Step 2: Assess for and address common precipitants of hepatic encephalopathy which include:
- Medications – noncompliance/use of diuretics/benzodiazepines
- GI bleeding
- Hypokalemia
- Alkalosis
- Volume depletion
- Sepsis
Step 3: Make the diagnosis
- After excluding other causes of altered LOA look for asterixis (nonspecific – also seen in renal failure) and signs of cirrhosis
- Diurnal sleep pattern reversal may help support a diagnosis of hepatic encephalopathy
- In general, the more altered the patient is, the more severe the disease
Step 4: Correct presumed hyperammonemia (without the need for a serum ammonia level)
- Lactulose 20 g (30mL) po, titrated to 3 to 4 soft stools per day (reduces mortality, serious complications)

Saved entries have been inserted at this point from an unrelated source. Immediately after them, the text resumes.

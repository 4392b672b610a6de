//! Command handlers for CLI operations
//!
//! This module implements the handlers for all CLI commands:
//! - run: Evaluate a mission catalog against the simulator
//! - validate: Compile a mission catalog without running it
//! - healthcheck: Probe the reasoning service

use anyhow::{Context, Result};
use serde_json::json;
use std::path::Path;
use std::sync::Arc;

use crate::arena::ArenaClient;
use crate::config::Config;
use crate::evaluator::{
    self, load_missions, EvaluationMetrics, EvaluationSettings, MissionEvaluator, OutcomeStore,
};
use crate::reasoning::{wait_until_healthy, HttpReasoningClient, ReasoningService};
use crate::session::SessionController;
use crate::shutdown::Shutdown;
use crate::transport::{Transport, TransportConfig};

/// Output format for command results
#[derive(Debug, Clone, Copy)]
pub enum OutputFormat {
    /// Human-readable text output
    Text,
    /// JSON output for machine consumption
    Json,
}

/// Evaluate every mission in `missions_path`
///
/// Waits for the reasoning service, starts the simulator, then runs the
/// missions sequentially. Missions with an existing outcome artifact are
/// skipped.
pub async fn handle_run(
    missions_path: &Path,
    prefix: Option<String>,
    config: &Config,
    format: OutputFormat,
    shutdown: Shutdown,
) -> Result<()> {
    let missions = load_missions(missions_path)
        .with_context(|| format!("Failed to load missions from {}", missions_path.display()))?;
    tracing::info!("Loaded {} missions", missions.len());

    let reasoning: Arc<dyn ReasoningService> = Arc::new(
        HttpReasoningClient::new(&config.reasoning)
            .context("Failed to create reasoning service client")?,
    );
    wait_until_healthy(
        reasoning.as_ref(),
        config.reasoning.healthcheck_attempts,
        std::time::Duration::from_secs(config.reasoning.healthcheck_interval_secs),
        &shutdown,
    )
    .await
    .context("Reasoning service is not healthy")?;

    let mut settings = EvaluationSettings::from(&config.evaluation);
    if let Some(prefix) = prefix {
        settings.session_id_prefix = prefix;
    }

    let transport = Transport::new(TransportConfig::from(&config.simulator), shutdown.clone());
    let session = SessionController::new(
        Arc::clone(&reasoning),
        config.session.max_iterations,
        shutdown.clone(),
    );
    let mut evaluator = MissionEvaluator::new(
        ArenaClient::new(transport),
        evaluator::simulator::from_config(&config.simulator, shutdown.clone()),
        session,
        OutcomeStore::new(&config.evaluation.output_dir),
        settings,
        shutdown,
    );

    evaluator
        .start()
        .await
        .context("Failed to start the simulator")?;
    let result = evaluator.run_all(&missions).await;
    if let Err(e) = evaluator.shutdown().await {
        tracing::warn!("Failed to stop the simulator cleanly: {}", e);
    }

    let metrics = result.context("Evaluation aborted")?;
    print_metrics(&metrics, format);
    Ok(())
}

fn print_metrics(metrics: &EvaluationMetrics, format: OutputFormat) {
    match format {
        OutputFormat::Json => {
            let groups: serde_json::Map<String, serde_json::Value> = metrics
                .per_group_success_rate()
                .map(|(group, rate)| (group.to_string(), json!(rate)))
                .collect();
            let output = json!({
                "games_played": metrics.games_played,
                "skipped": metrics.cached,
                "restored": metrics.restored,
                "success_rate": metrics.overall_success_rate(),
                "subgoal_completion_rate": metrics.overall_subgoal_completion_rate(),
                "per_group_success_rate": groups,
            });
            println!("{}", output);
        }
        OutputFormat::Text => {
            println!("Games played:            {}", metrics.games_played);
            println!("Skipped (cached):        {}", metrics.cached);
            println!("Restored scores:         {}", metrics.restored);
            println!(
                "Success rate:            {:.3}",
                metrics.overall_success_rate()
            );
            println!(
                "Subgoal completion rate: {:.3}",
                metrics.overall_subgoal_completion_rate()
            );
            for (group, rate) in metrics.per_group_success_rate() {
                println!("  {:<22} {:.3}", group, rate);
            }
        }
    }
}

/// Parse and compile a mission catalog
///
/// Reports each mission's goal count; fails on the first invalid mission.
pub async fn handle_validate(missions_path: &Path, format: OutputFormat) -> Result<()> {
    let missions = load_missions(missions_path)
        .with_context(|| format!("Invalid mission catalog {}", missions_path.display()))?;

    match format {
        OutputFormat::Json => {
            let entries: Vec<serde_json::Value> = missions
                .iter()
                .map(|mission| {
                    json!({
                        "mission_id": mission.mission_id,
                        "goals": mission.spec.goal_count(),
                        "state_conditions": mission.spec.state_conditions().len(),
                        "utterances": mission.utterances.len(),
                    })
                })
                .collect();
            println!("{}", json!({ "valid": true, "missions": entries }));
        }
        OutputFormat::Text => {
            for mission in &missions {
                println!(
                    "✓ {} ({} goals, {} utterances)",
                    mission.mission_id,
                    mission.spec.goal_count(),
                    mission.utterances.len()
                );
            }
            println!("{} missions valid", missions.len());
        }
    }
    Ok(())
}

/// Probe the reasoning service with the configured retry policy
pub async fn handle_healthcheck(config: &Config, format: OutputFormat, shutdown: Shutdown) -> Result<()> {
    let client = HttpReasoningClient::new(&config.reasoning)
        .context("Failed to create reasoning service client")?;

    let result = wait_until_healthy(
        &client,
        config.reasoning.healthcheck_attempts,
        std::time::Duration::from_secs(config.reasoning.healthcheck_interval_secs),
        &shutdown,
    )
    .await;

    let healthy = result.is_ok();
    match format {
        OutputFormat::Json => println!(
            "{}",
            json!({ "endpoint": config.reasoning.base_endpoint, "healthy": healthy })
        ),
        OutputFormat::Text => println!(
            "Reasoning service at {}: {}",
            config.reasoning.base_endpoint,
            if healthy { "healthy" } else { "unreachable" }
        ),
    }

    result.context("Healthcheck failed")
}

- If patient is NPO, Polyethylene glycol (PEG) via NG tube 4L over 4 hours (more rapid resolution of hepatic encephalopathy compared to lactulose in 2 small RCTs) or lactulose enema with 1–3 L of 20% solution
Step 5: Replace fluid and glucose deficits
- NS is our experts’ crystalloid of choice for fluid replacement in hepatic encephalopathy
- Consider albumin in patients with low serum albumin given some weak RCT evidence that it may improve outcomes in hepatic encephalopathy
- One bolus of 50% dextrose may not be adequate therapy for hypoglycemia because of depleted glycogen stores; maintenance infusions of D10W or D25W should be administered after the D50W bolus
Step 6: Treat even the mildest hypokalemia
- Hypokalemia contributes to hyperammonemia by decreasing ammonia excretion; correcting hypokalemia is thought to decrease ammonia levels in patients with hepatic encephalopathy
Step 7: Assess for and treat cerebral edema
- Cerebral edema is the most common cause of death in patients with hepatic encephalopathy due to the rapid accumulation of ammonia
- Cerebral edema may be clinically subtle; if suspected, keep the head of the bed elevated at 45 degrees and consider hypertonic saline (20 ml of 30% NaCl targeting a serum Na level between 145-150 mmol/L)
Step 8: Consider refaximin
- Rifaximin 400-550 mg po daily – this antibiotic is not absorbed through the gut, eradicates E. Coli which produces ammonia, and is used for long term maintenance of patients with recurrent hepatic encephalopathy
Hepatorenal Syndrome: Another Diagnosis of Exclusion
Hepatorenal Syndrome carries a mortality rate of >50% in the absence of liver transplant. It is a diagnosis of exclusion.